I'm sure he didn't come up with it, but I so resonate with the line of Bill Clinton this past week: "Don't let the perfect become the enemy of the good." It goes right along with what I wrote earlier this week about compromise being far from a bad word the vast majority of the time.
Here Christians need to be especially careful. Most pop-Christianity confuses our clear belief in definite right and wrong with absolute right and wrong. I can think of little in the Bible that treats the vast majority of ethical decisions as a matter of absolutes, which by definition are exceptionless. Rather, the more normal expectation of the New Testament is that of universally valid moral expectation, with allowances for exceptional situations.
Jesus made exceptions to the sabbath rule and to purity rules--people trumped rules for him. Paul made exceptions to purity rules and, indeed, relegated vast portions of the Law to Jews alone, and only then when those portions did not conflict with the greater principle of the unity of the body of Christ. Were there ethics to which they did not make exceptions? Of course! But to get off on those issues (adultery, murder, etc) is to commit the fallacy of diversion. The vast majority of Christian ethical norms are universally valid with exceptions. Indeed, Paul treats the sabbath legislation in a relativistic fashion, as a matter of conscience (Rom. 14:5; Col. 2:16). In that case, he did not consider the sabbath rule even to be universally valid.
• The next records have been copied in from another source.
//! Authentication and student records service

use std::sync::Arc;

use argon2::{
    password_hash::{rand_core::OsRng, PasswordHash, PasswordHasher, PasswordVerifier, SaltString},
    Argon2,
};
use chrono::Utc;
use validator::Validate;

use crate::{
    config::{AuthConfig, SeedConfig},
    error::{AppError, AppResult},
    models::user::{LoginUser, NewUser, RegisterUser, Role, User, UserClaims},
    repository::UsersStore,
};

#[derive(Clone)]
pub struct AuthService {
    users: Arc<dyn UsersStore>,
    config: AuthConfig,
}

impl AuthService {
    pub fn new(users: Arc<dyn UsersStore>, config: AuthConfig) -> Self {
        Self { users, config }
    }

    /// Register a student account and return a session token
    pub async fn register(&self, request: RegisterUser) -> AppResult<(String, User)> {
        request.validate()?;

        if request.role == Role::Librarian {
            return Err(AppError::Validation(
                "Librarian accounts cannot be self-registered".to_string(),
            ));
        }

        let student_id = request
            .student_id
            .as_deref()
            .map(str::trim)
            .filter(|s| !s.is_empty())
            .ok_or_else(|| AppError::Validation("Student ID is required for students".to_string()))?
            .to_string();

        let email = request.email.trim().to_string();
        if self.users.email_exists(&email).await? {
            return Err(AppError::Conflict("Email already registered".to_string()));
        }

        if self.users.student_id_exists(&student_id).await? {
            return Err(AppError::Conflict("Student ID already registered".to_string()));
        }

        let user = self
            .users
            .create(&NewUser {
                name: request.name.trim().to_string(),
                email,
                password_hash: self.hash_password(&request.password)?,
                role: Role::Student,
                student_id: Some(student_id),
            })
            .await?;

        tracing::info!(user_id = user.id, "Student registered");

        let token = self.create_token_for_user(&user)?;
        Ok((token, user))
    }

    /// Authenticate by email and password; students also present their student ID
    pub async fn login(&self, request: LoginUser) -> AppResult<(String, User)> {
        let user = self
            .users
            .get_by_email(request.email.trim())
            .await?
            .ok_or_else(|| AppError::Authentication("Invalid email or password".to_string()))?;

        if !self.verify_password(&user, &request.password)? {
            return Err(AppError::Authentication("Invalid email or password".to_string()));
        }

        if user.role == Role::Student {
            let presented = request
                .student_id
                .as_deref()
                .map(str::trim)
                .filter(|s| !s.is_empty())
                .ok_or_else(|| AppError::Validation("Student ID is required".to_string()))?;

            if user.student_id.as_deref() != Some(presented) {
                return Err(AppError::Authentication("Student ID does not match".to_string()));
            }
        }

        let token = self.create_token_for_user(&user)?;
        Ok((token, user))
    }

    /// Create JWT token for a user
    fn create_token_for_user(&self, user: &User) -> AppResult<String> {
        let now = Utc::now().timestamp();
        let exp = i64::try_from(self.config.jwt_expiration_hours)
            .ok()
            .and_then(|hours| hours.checked_mul(3600))
            .and_then(|seconds| now.checked_add(seconds))
            .ok_or_else(|| AppError::Internal("Token lifetime out of range".to_string()))?;

        let claims = UserClaims {
            sub: user.id.to_string(),
            user_id: user.id,
            role: user.role,
            email: user.email.clone(),
            exp,
            iat: now,
        };

        claims
            .create_token(&self.config.jwt_secret)
            .map_err(|e| AppError::Internal(format!("Failed to create token: {}", e)))
    }

    /// Verify user password
    fn verify_password(&self, user: &User, password: &str) -> AppResult<bool> {
        let parsed_hash = PasswordHash::new(&user.password_hash)
            .map_err(|_| AppError::Internal("Invalid password hash".to_string()))?;
        Ok(Argon2::default()
            .verify_password(password.as_bytes(), &parsed_hash)
            .is_ok())
    }

    /// Hash a password using Argon2
    pub fn hash_password(&self, password: &str) -> AppResult<String> {
        let salt = SaltString::generate(&mut OsRng);
        let hash = Argon2::default()
            .hash_password(password.as_bytes(), &salt)
            .map_err(|e| AppError::Internal(format!("Failed to hash password: {}", e)))?;
        Ok(hash.to_string())
    }

    /// Get user by ID
    pub async fn get_by_id(&self, id: i32) -> AppResult<User> {
        self.users.get_by_id(id).await
    }

    pub async fn list_students(&self) -> AppResult<Vec<User>> {
        self.users.list_students().await
    }

    /// Get a student record; librarians are not reported as students
    pub async fn get_student(&self, id: i32) -> AppResult<User> {
        let user = self.users.get_by_id(id).await?;
        if user.role != Role::Student {
            return Err(AppError::NotFound(format!("Student with id {} not found", id)));
        }
        Ok(user)
    }

    /// Create the configured librarian account if it does not exist yet
    pub async fn seed_librarian(&self, seed: &SeedConfig) -> AppResult<Option<User>> {
        let (Some(email), Some(password)) = (&seed.librarian_email, &seed.librarian_password) else {
            return Ok(None);
        };

        if self.users.email_exists(email).await? {
            tracing::debug!("Librarian {} already present", email);
            return Ok(None);
        }

        let user = self
            .users
            .create(&NewUser {
                name: seed.librarian_name.clone(),
                email: email.clone(),
                password_hash: self.hash_password(password)?,
                role: Role::Librarian,
                student_id: None,
            })
            .await?;

        tracing::info!(user_id = user.id, "Seeded librarian account {}", email);
        Ok(Some(user))
    }
}
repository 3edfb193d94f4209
//! Loans repository for database operations

use async_trait::async_trait;
use chrono::{DateTime, Utc};
use sqlx::{Pool, Postgres};

use crate::{
    error::{AppError, AppResult},
    models::loan::{Loan, LoanStudentRow, NewLoan},
};

use super::LoansStore;

#[derive(Clone)]
pub struct LoansRepository {
    pool: Pool<Postgres>,
}

impl LoansRepository {
    pub fn new(pool: Pool<Postgres>) -> Self {
        Self { pool }
    }
}

#[async_trait]
impl LoansStore for LoansRepository {
    /// Get loan by ID
    async fn get_by_id(&self, id: i32) -> AppResult<Loan> {
        sqlx::query_as::<_, Loan>("SELECT * FROM loans WHERE id = $1")
            .bind(id)
            .fetch_optional(&self.pool)
            .await?
            .ok_or_else(|| AppError::NotFound(format!("Loan with id {} not found", id)))
    }

    async fn has_active_loan(&self, bid: i32) -> AppResult<bool> {
        let active: bool = sqlx::query_scalar(
            "SELECT EXISTS(SELECT 1 FROM loans WHERE bid = $1 AND return_date IS NULL)",
        )
        .bind(bid)
        .fetch_one(&self.pool)
        .await?;
        Ok(active)
    }

    async fn open(&self, loan: &NewLoan) -> AppResult<Loan> {
        let mut tx = self.pool.begin().await?;

        // loans_active_bid_key rejects a second active loan for the same bid
        let created = sqlx::query_as::<_, Loan>(
            r#"
            INSERT INTO loans (student_id, bid, title, issue_date, due_date)
            VALUES ($1, $2, $3, $4, $5)
            RETURNING *
            "#,
        )
        .bind(loan.student_id)
        .bind(loan.bid)
        .bind(&loan.title)
        .bind(loan.issue_date)
        .bind(loan.due_date)
        .fetch_one(&mut *tx)
        .await
        .map_err(|e| AppError::unique_violation(e, format!("Book {} is already issued", loan.bid)))?;

        let marked = sqlx::query("UPDATE books SET status = 'issued', updated_at = NOW() WHERE bid = $1")
            .bind(loan.bid)
            .execute(&mut *tx)
            .await?;

        // The book was deleted or renumbered since it was looked up; dropping
        // the transaction rolls the insert back
        if marked.rows_affected() == 0 {
            return Err(AppError::NotFound(format!("Book with bid {} not found", loan.bid)));
        }

        tx.commit().await?;

        Ok(created)
    }

    async fn close(&self, id: i32, return_date: DateTime<Utc>) -> AppResult<Loan> {
        let mut tx = self.pool.begin().await?;

        let closed = sqlx::query_as::<_, Loan>(
            r#"
            UPDATE loans SET return_date = $2
            WHERE id = $1 AND return_date IS NULL
            RETURNING *
            "#,
        )
        .bind(id)
        .bind(return_date)
        .fetch_optional(&mut *tx)
        .await?
        .ok_or_else(|| AppError::Conflict(format!("Loan {} already returned", id)))?;

        // The book may have been deleted meanwhile; nothing to free then
        sqlx::query("UPDATE books SET status = 'available', updated_at = NOW() WHERE bid = $1")
            .bind(closed.bid)
            .execute(&mut *tx)
            .await?;

        tx.commit().await?;

        Ok(closed)
    }

    async fn list_active(&self, due_before: Option<DateTime<Utc>>) -> AppResult<Vec<LoanStudentRow>> {
        let loans = sqlx::query_as::<_, LoanStudentRow>(
            r#"
            SELECT l.id, l.student_id, l.bid, l.title, l.issue_date, l.due_date, l.return_date,
                   u.name AS student_name, u.email AS student_email,
                   u.student_id AS student_number
            FROM loans l
            JOIN users u ON u.id = l.student_id
            WHERE l.return_date IS NULL
              AND ($1::timestamptz IS NULL OR l.due_date < $1)
            ORDER BY l.due_date, l.id
            "#,
        )
        .bind(due_before)
        .fetch_all(&self.pool)
        .await?;

        Ok(loans)
    }

    async fn list(&self, student_id: Option<i32>) -> AppResult<Vec<Loan>> {
        let loans = sqlx::query_as::<_, Loan>(
            r#"
            SELECT * FROM loans
            WHERE ($1::int IS NULL OR student_id = $1)
            ORDER BY issue_date DESC, id DESC
            "#,
        )
        .bind(student_id)
        .fetch_all(&self.pool)
        .await?;

        Ok(loans)
    }
}
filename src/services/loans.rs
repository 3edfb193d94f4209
//! Loan management service

use std::sync::Arc;

use chrono::{DateTime, Utc};

use crate::{
    error::{AppError, AppResult},
    models::{
        loan::{IssueLoan, Loan, LoanDetails, NewLoan},
        user::{Role, StudentSummary},
    },
    repository::{BooksStore, LoansStore, UsersStore},
};

const SECONDS_PER_DAY: i64 = 86_400;

/// Whole days `as_of` is past `due_date`, never negative
pub fn overdue_days(due_date: DateTime<Utc>, as_of: DateTime<Utc>) -> i64 {
    let seconds = (as_of - due_date).num_seconds();
    if seconds <= 0 {
        0
    } else {
        seconds / SECONDS_PER_DAY
    }
}

/// Flat-rate fine for a loan due at `due_date`, evaluated at `as_of`
pub fn compute_fine(due_date: DateTime<Utc>, as_of: DateTime<Utc>, rate_per_day: i64) -> i64 {
    overdue_days(due_date, as_of) * rate_per_day
}

#[derive(Clone)]
pub struct LoansService {
    users: Arc<dyn UsersStore>,
    books: Arc<dyn BooksStore>,
    loans: Arc<dyn LoansStore>,
    fine_per_day: i64,
}

impl LoansService {
    pub fn new(
        users: Arc<dyn UsersStore>,
        books: Arc<dyn BooksStore>,
        loans: Arc<dyn LoansStore>,
        fine_per_day: i64,
    ) -> Self {
        Self { users, books, loans, fine_per_day }
    }

    /// Fine for a loan due at `due_date`, as of `as_of` (now when omitted)
    pub fn fine(&self, due_date: DateTime<Utc>, as_of: Option<DateTime<Utc>>) -> i64 {
        compute_fine(due_date, as_of.unwrap_or_else(Utc::now), self.fine_per_day)
    }

    /// Closed loans are evaluated at their return date, open ones at `now`
    fn details(&self, loan: Loan, student: Option<StudentSummary>, now: DateTime<Utc>) -> LoanDetails {
        let as_of = loan.return_date.unwrap_or(now);
        LoanDetails {
            overdue_days: overdue_days(loan.due_date, as_of),
            fine: compute_fine(loan.due_date, as_of, self.fine_per_day),
            loan,
            student,
        }
    }

    /// Issue a book to a student
    pub async fn issue(&self, request: IssueLoan) -> AppResult<Loan> {
        let student = self.users.get_by_id(request.student_id).await?;
        if student.role != Role::Student {
            return Err(AppError::Validation(format!(
                "User {} is not a student",
                request.student_id
            )));
        }

        let book = self
            .books
            .get_by_bid(request.bid)
            .await?
            .ok_or_else(|| AppError::NotFound(format!("Book with bid {} not found", request.bid)))?;

        // Early check; the storage layer still rejects a racing second issue
        if self.loans.has_active_loan(book.bid).await? {
            return Err(AppError::Conflict(format!("Book {} is already issued", book.bid)));
        }

        let loan = self
            .loans
            .open(&NewLoan {
                student_id: student.id,
                bid: book.bid,
                title: book.title,
                issue_date: Utc::now(),
                due_date: request.due_date,
            })
            .await?;

        tracing::info!(
            loan_id = loan.id,
            bid = loan.bid,
            student_id = loan.student_id,
            "Book issued"
        );

        Ok(loan)
    }

    /// Return a loan. A return date before the issue date is accepted as given.
    pub async fn return_loan(
        &self,
        loan_id: i32,
        return_date: Option<DateTime<Utc>>,
    ) -> AppResult<LoanDetails> {
        let loan = self.loans.get_by_id(loan_id).await?;
        if !loan.is_active() {
            return Err(AppError::Conflict(format!("Loan {} already returned", loan_id)));
        }

        let now = Utc::now();
        let closed = self.loans.close(loan_id, return_date.unwrap_or(now)).await?;
        let student = self.student_summary(closed.student_id).await?;
        let details = self.details(closed, student, now);

        tracing::info!(
            loan_id = details.loan.id,
            bid = details.loan.bid,
            fine = details.fine,
            "Book returned"
        );

        Ok(details)
    }

    /// All active loans with their borrower
    pub async fn list_active(&self) -> AppResult<Vec<LoanDetails>> {
        self.active_loans(None).await
    }

    /// Active loans already past their due date
    pub async fn list_overdue(&self) -> AppResult<Vec<LoanDetails>> {
        self.active_loans(Some(Utc::now())).await
    }

    async fn active_loans(&self, due_before: Option<DateTime<Utc>>) -> AppResult<Vec<LoanDetails>> {
        let now = Utc::now();
        let rows = self.loans.list_active(due_before).await?;
        Ok(rows
            .into_iter()
            .map(|row| {
                let (loan, student) = row.into_parts();
                self.details(loan, Some(student), now)
            })
            .collect())
    }

    /// Loan history, optionally for a single student
    pub async fn list(&self, student_id: Option<i32>) -> AppResult<Vec<LoanDetails>> {
        if let Some(id) = student_id {
            // Unknown student ids are reported rather than answered with an empty list
            self.users.get_by_id(id).await?;
        }

        let now = Utc::now();
        let loans = self.loans.list(student_id).await?;
        Ok(loans
            .into_iter()
            .map(|loan| self.details(loan, None, now))
            .collect())
    }

    /// Get a single loan with its borrower
    pub async fn get(&self, loan_id: i32) -> AppResult<LoanDetails> {
        let loan = self.loans.get_by_id(loan_id).await?;
        let student = self.student_summary(loan.student_id).await?;
        Ok(self.details(loan, student, Utc::now()))
    }

    async fn student_summary(&self, user_id: i32) -> AppResult<Option<StudentSummary>> {
        match self.users.get_by_id(user_id).await {
            Ok(user) => Ok(Some(StudentSummary::from(&user))),
            Err(AppError::NotFound(_)) => Ok(None),
            Err(e) => Err(e),
        }
    }
}
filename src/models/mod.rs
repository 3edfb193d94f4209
//! Data models for the library server

pub mod book;
pub mod loan;
pub mod user;

// Re-export commonly used types
pub use book::{Book, BookStatus};
pub use loan::{Loan, LoanDetails};
pub use user::{Role, StudentSummary, User};
//! Users repository for database operations

use async_trait::async_trait;
use sqlx::{Pool, Postgres};

use crate::{
    error::{AppError, AppResult},
    models::user::{NewUser, User},
};

use super::UsersStore;

#[derive(Clone)]
pub struct UsersRepository {
    pool: Pool<Postgres>,
}

impl UsersRepository {
    pub fn new(pool: Pool<Postgres>) -> Self {
        Self { pool }
    }
}

#[async_trait]
impl UsersStore for UsersRepository {
    /// Get user by ID
    async fn get_by_id(&self, id: i32) -> AppResult<User> {
        sqlx::query_as::<_, User>("SELECT * FROM users WHERE id = $1")
            .bind(id)
            .fetch_optional(&self.pool)
            .await?
            .ok_or_else(|| AppError::NotFound(format!("User with id {} not found", id)))
    }

    /// Get user by email (case-insensitive)
    async fn get_by_email(&self, email: &str) -> AppResult<Option<User>> {
        let user = sqlx::query_as::<_, User>("SELECT * FROM users WHERE LOWER(email) = LOWER($1)")
            .bind(email)
            .fetch_optional(&self.pool)
            .await?;

        Ok(user)
    }

    async fn email_exists(&self, email: &str) -> AppResult<bool> {
        let exists: bool =
            sqlx::query_scalar("SELECT EXISTS(SELECT 1 FROM users WHERE LOWER(email) = LOWER($1))")
                .bind(email)
                .fetch_one(&self.pool)
                .await?;
        Ok(exists)
    }

    async fn student_id_exists(&self, student_id: &str) -> AppResult<bool> {
        let exists: bool =
            sqlx::query_scalar("SELECT EXISTS(SELECT 1 FROM users WHERE student_id = $1)")
                .bind(student_id)
                .fetch_one(&self.pool)
                .await?;
        Ok(exists)
    }

    async fn create(&self, user: &NewUser) -> AppResult<User> {
        sqlx::query_as::<_, User>(
            r#"
            INSERT INTO users (name, email, password_hash, role, student_id)
            VALUES ($1, $2, $3, $4, $5)
            RETURNING *
            "#,
        )
        .bind(&user.name)
        .bind(&user.email)
        .bind(&user.password_hash)
        .bind(user.role)
        .bind(&user.student_id)
        .fetch_one(&self.pool)
        .await
        .map_err(|e| {
            // Both unique indexes can fire if a concurrent registration won the race
            let message = match &e {
                sqlx::Error::Database(db) if db.constraint() == Some("users_student_id_key") => {
                    "Student ID already registered"
                }
                _ => "Email already registered",
            };
            AppError::unique_violation(e, message)
        })
    }

    async fn list_students(&self) -> AppResult<Vec<User>> {
        let users = sqlx::query_as::<_, User>(
            "SELECT * FROM users WHERE role = 'student' ORDER BY name, id",
        )
        .fetch_all(&self.pool)
        .await?;

        Ok(users)
    }
}
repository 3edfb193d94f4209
//! Health check endpoint

use axum::Json;
use serde::Serialize;
use utoipa::ToSchema;

#[derive(Serialize, ToSchema)]
pub struct HealthResponse {
    /// Current status of the service
    pub status: String,
    /// Version of the service
    pub version: String,
}

/// Health check endpoint
#[utoipa::path(
    get,
    path = "/health",
    tag = "health",
    responses(
        (status = 200, description = "Service is healthy", body = HealthResponse)
    )
)]
pub async fn health_check() -> Json<HealthResponse> {
    Json(HealthResponse {
        status: "healthy".to_string(),
        version: env!("CARGO_PKG_VERSION").to_string(),
    })
}
//! HTTP route handlers for the storefront JSON API.
//!
//! # Route Structure
//!
//! ```text
//! GET    /health                  - Health check
//!
//! # Catalog
//! GET    /api/products            - Filtered, sorted product listing
//! GET    /api/products/featured   - Featured products
//! GET    /api/products/{id}       - Product detail
//! GET    /api/categories          - Categories with product counts
//! GET    /api/search?q=           - Text search
//!
//! # Cart
//! GET    /api/cart                - Line items with total and count
//! GET    /api/cart/summary        - Subtotal, tax, shipping and total
//! POST   /api/cart/items          - Add a product to the cart
//! PATCH  /api/cart/items/{id}     - Set a line's quantity (<= 0 removes)
//! DELETE /api/cart/items/{id}     - Remove a line
//! DELETE /api/cart                - Empty the cart
//!
//! # Checkout
//! POST   /api/checkout            - Validate, simulate payment, confirm
//! ```

pub mod cart;
pub mod checkout;
pub mod products;

use axum::{
    Router,
    body::Body,
    http::Request,
    middleware,
    routing::{get, patch, post},
};
use tower_http::{cors::CorsLayer, trace::TraceLayer};
use tracing::field::Empty;

use crate::middleware::request_id_middleware;
use crate::state::AppState;

/// Create the catalog routes router.
pub fn catalog_routes() -> Router<AppState> {
    Router::new()
        .route("/products", get(products::index))
        .route("/products/featured", get(products::featured))
        .route("/products/{id}", get(products::show))
        .route("/categories", get(products::categories))
        .route("/search", get(products::search))
}

/// Create the cart routes router.
pub fn cart_routes() -> Router<AppState> {
    Router::new()
        .route("/", get(cart::show).delete(cart::clear))
        .route("/summary", get(cart::summary))
        .route("/items", post(cart::add))
        .route("/items/{id}", patch(cart::update).delete(cart::remove))
}

/// Create all API routes.
pub fn routes() -> Router<AppState> {
    Router::new()
        .merge(catalog_routes())
        .nest("/cart", cart_routes())
        .route("/checkout", post(checkout::place_order))
}

/// Build the application router with tracing, request IDs and CORS.
pub fn app(state: AppState) -> Router {
    Router::new()
        .route("/health", get(health))
        .nest("/api", routes())
        .layer(middleware::from_fn(request_id_middleware))
        .layer(
            TraceLayer::new_for_http().make_span_with(|request: &Request<Body>| {
                tracing::info_span!(
                    "request",
                    method = %request.method(),
                    uri = %request.uri(),
                    request_id = Empty,
                )
            }),
        )
        .layer(CorsLayer::permissive())
        .with_state(state)
}

/// Liveness health check endpoint.
///
/// Returns "ok" if the server is running. Does not check dependencies.
async fn health() -> &'static str {
    "ok"
}
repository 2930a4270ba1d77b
//! Generic record-CRUD API used by the remote catalog and cart backends.
//!
//! # Architecture
//!
//! - Collections ("tables") hold flat JSON records addressed by a numeric `Id`
//! - Reads take a [`QueryParams`] with field projection and filter predicates
//! - [`RecordClient`] speaks HTTP to the hosted service
//! - [`MemoryRecords`] evaluates the same filter language in-process
//!
//! # Collections
//!
//! - `product` - catalog products
//! - `product_variant` - size/color/stock rows keyed by `product_id`
//! - `category` - category names
//! - `cart_item` - cart lines (remote cart backend)

mod client;
mod memory;
pub mod query;

pub use client::RecordClient;
pub use memory::MemoryRecords;
pub use query::{Combinator, Condition, FieldSelector, Operator, QueryParams, SubGroup, WhereGroup};

use std::str::FromStr;

use async_trait::async_trait;
use rust_decimal::Decimal;
use serde::{Deserialize, Serialize};
use serde_json::{Map, Value};
use thiserror::Error;

shopflow_core::define_id!(RecordId, i64);

/// Errors that can occur when talking to the record API.
#[derive(Debug, Error)]
pub enum RecordApiError {
    /// HTTP request failed.
    #[error("HTTP error: {0}")]
    Http(#[from] reqwest::Error),

    /// Response body was not the expected JSON.
    #[error("JSON parse error: {0}")]
    Parse(#[from] serde_json::Error),

    /// The service answered with a non-success status code.
    #[error("HTTP {status}: {body}")]
    Status { status: u16, body: String },

    /// The service reported `success: false`.
    #[error("Request rejected: {0}")]
    Rejected(String),

    /// Rate limited by the service.
    #[error("Rate limited, retry after {0} seconds")]
    RateLimited(u64),

    /// A record is missing a field or has a field of the wrong type.
    #[error("Invalid record in {table}: {reason}")]
    InvalidRecord { table: String, reason: String },

    /// The configured base URL cannot address a collection.
    #[error("Invalid URL: {0}")]
    InvalidUrl(#[from] url::ParseError),
}

impl RecordApiError {
    /// Build an `InvalidRecord` error.
    #[must_use]
    pub fn invalid(table: &str, reason: impl Into<String>) -> Self {
        Self::InvalidRecord {
            table: table.to_owned(),
            reason: reason.into(),
        }
    }
}

/// A record returned by the API: its `Id` plus the projected fields.
#[derive(Debug, Clone, PartialEq, Serialize, Deserialize)]
pub struct Record {
    #[serde(rename = "Id")]
    pub id: RecordId,
    #[serde(flatten)]
    pub fields: Map<String, Value>,
}

impl Record {
    /// Raw value of a field, treating JSON `null` as absent.
    #[must_use]
    pub fn get(&self, name: &str) -> Option<&Value> {
        self.fields.get(name).filter(|v| !v.is_null())
    }

    /// A string field. Numbers are rendered as strings.
    #[must_use]
    pub fn string(&self, name: &str) -> Option<String> {
        match self.get(name)? {
            Value::String(s) => Some(s.clone()),
            Value::Number(n) => Some(n.to_string()),
            _ => None,
        }
    }

    /// A boolean field. Accepts `true`/`false` and their string forms.
    #[must_use]
    pub fn bool(&self, name: &str) -> Option<bool> {
        match self.get(name)? {
            Value::Bool(b) => Some(*b),
            Value::String(s) => s.trim().parse().ok(),
            _ => None,
        }
    }

    /// An integer field. Accepts numbers, numeric strings, and reference
    /// objects of the form `{"Id": 3, "Name": "..."}`.
    #[must_use]
    pub fn integer(&self, name: &str) -> Option<i64> {
        value_as_i64(self.get(name)?)
    }

    /// A decimal field.
    #[must_use]
    pub fn decimal(&self, name: &str) -> Option<Decimal> {
        value_as_decimal(self.get(name)?)
    }

    /// A list of strings. Accepts a JSON array or a comma/newline-separated
    /// string.
    #[must_use]
    pub fn string_list(&self, name: &str) -> Vec<String> {
        match self.get(name) {
            Some(Value::Array(items)) => items
                .iter()
                .filter_map(|v| v.as_str().map(str::trim))
                .filter(|s| !s.is_empty())
                .map(str::to_owned)
                .collect(),
            Some(Value::String(s)) => s
                .split([',', '\n'])
                .map(str::trim)
                .filter(|s| !s.is_empty())
                .map(str::to_owned)
                .collect(),
            _ => Vec::new(),
        }
    }
}

/// Interpret a JSON value as a decimal number.
#[must_use]
pub fn value_as_decimal(value: &Value) -> Option<Decimal> {
    match value {
        Value::Number(n) => Decimal::from_str(&n.to_string())
            .or_else(|_| Decimal::from_scientific(&n.to_string()))
            .ok(),
        Value::String(s) => Decimal::from_str(s.trim()).ok(),
        _ => None,
    }
}

/// Interpret a JSON value as an integer.
#[must_use]
pub fn value_as_i64(value: &Value) -> Option<i64> {
    match value {
        Value::Number(n) => n.as_i64(),
        Value::String(s) => s.trim().parse().ok(),
        Value::Object(obj) => obj.get("Id").and_then(value_as_i64),
        _ => None,
    }
}

/// CRUD access to record collections.
#[async_trait]
pub trait RecordApi: Send + Sync {
    /// Fetch the records of `table` matching `params`.
    async fn query(&self, table: &str, params: &QueryParams) -> Result<Vec<Record>, RecordApiError>;

    /// Fetch one record, or `None` if no record has that ID.
    async fn get_by_id(&self, table: &str, id: RecordId) -> Result<Option<Record>, RecordApiError>;

    /// Create a record and return it with its assigned ID.
    async fn create(&self, table: &str, fields: Map<String, Value>) -> Result<Record, RecordApiError>;

    /// Overwrite the given fields of a record and return the updated record.
    async fn update(
        &self,
        table: &str,
        id: RecordId,
        fields: Map<String, Value>,
    ) -> Result<Record, RecordApiError>;

    /// Delete a record.
    async fn delete(&self, table: &str, id: RecordId) -> Result<(), RecordApiError>;
}
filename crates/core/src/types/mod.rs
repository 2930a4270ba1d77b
//! Core types for ShopFlow.
//!
//! This module provides type-safe wrappers for catalog, cart and checkout concepts.

pub mod cart;
pub mod category;
pub mod checkout;
pub mod filter;
pub mod id;
pub mod price;
pub mod product;

pub use cart::{CartCandidate, CartLineItem, cart_item_count, cart_total, find_matching_line};
pub use category::{Category, category_key, slugify};
pub use checkout::{FieldError, OrderSummary, PaymentInfo, ShippingInfo};
pub use filter::{ProductFilters, SortOrder, UnknownSortOrder};
pub use id::*;
pub use price::{Price, PriceError, format_money, round_cents};
pub use product::{Product, ProductError, Variant, VariantSelection};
As I said earlier in the week, some is better than none almost all the time. Obviously the "want their perfect" liberal Democrats are unhappy, and the "do nothing" Republicans are unhappy. I don't know enough of the particulars of this health care bill to know what to think. But I am encouraged that it has been forged only by way of massive compromises. I am encouraged that the"government is your nanny" Democrats are unhappy. And I am encouraged that the "It's not my fault you live in a dumpster" Republicans are unhappy. And I am encouraged that Obama is not an idealist but a pragmatist.
We'll see, of course, but it seems to me that something is better than nothing. And this bill will apparently cut the deficit $130 billion over 10 years, with roughly 94% of eligible Americans covered. Christians can legitimately be upset about many potential elements of this equation--maybe it won't do what it says it will. Maybe it will lead to massive problems down the line, greater pain. Maybe it will reinforce various kinds of injustice. Maybe. I don't know.
But I don't see how we cannot legitimately hope that this bill will help a lot of people who currently struggle. We can't be disappointed if it actually turns out to do good for a lot of people, even though we can legitimately have significant doubts.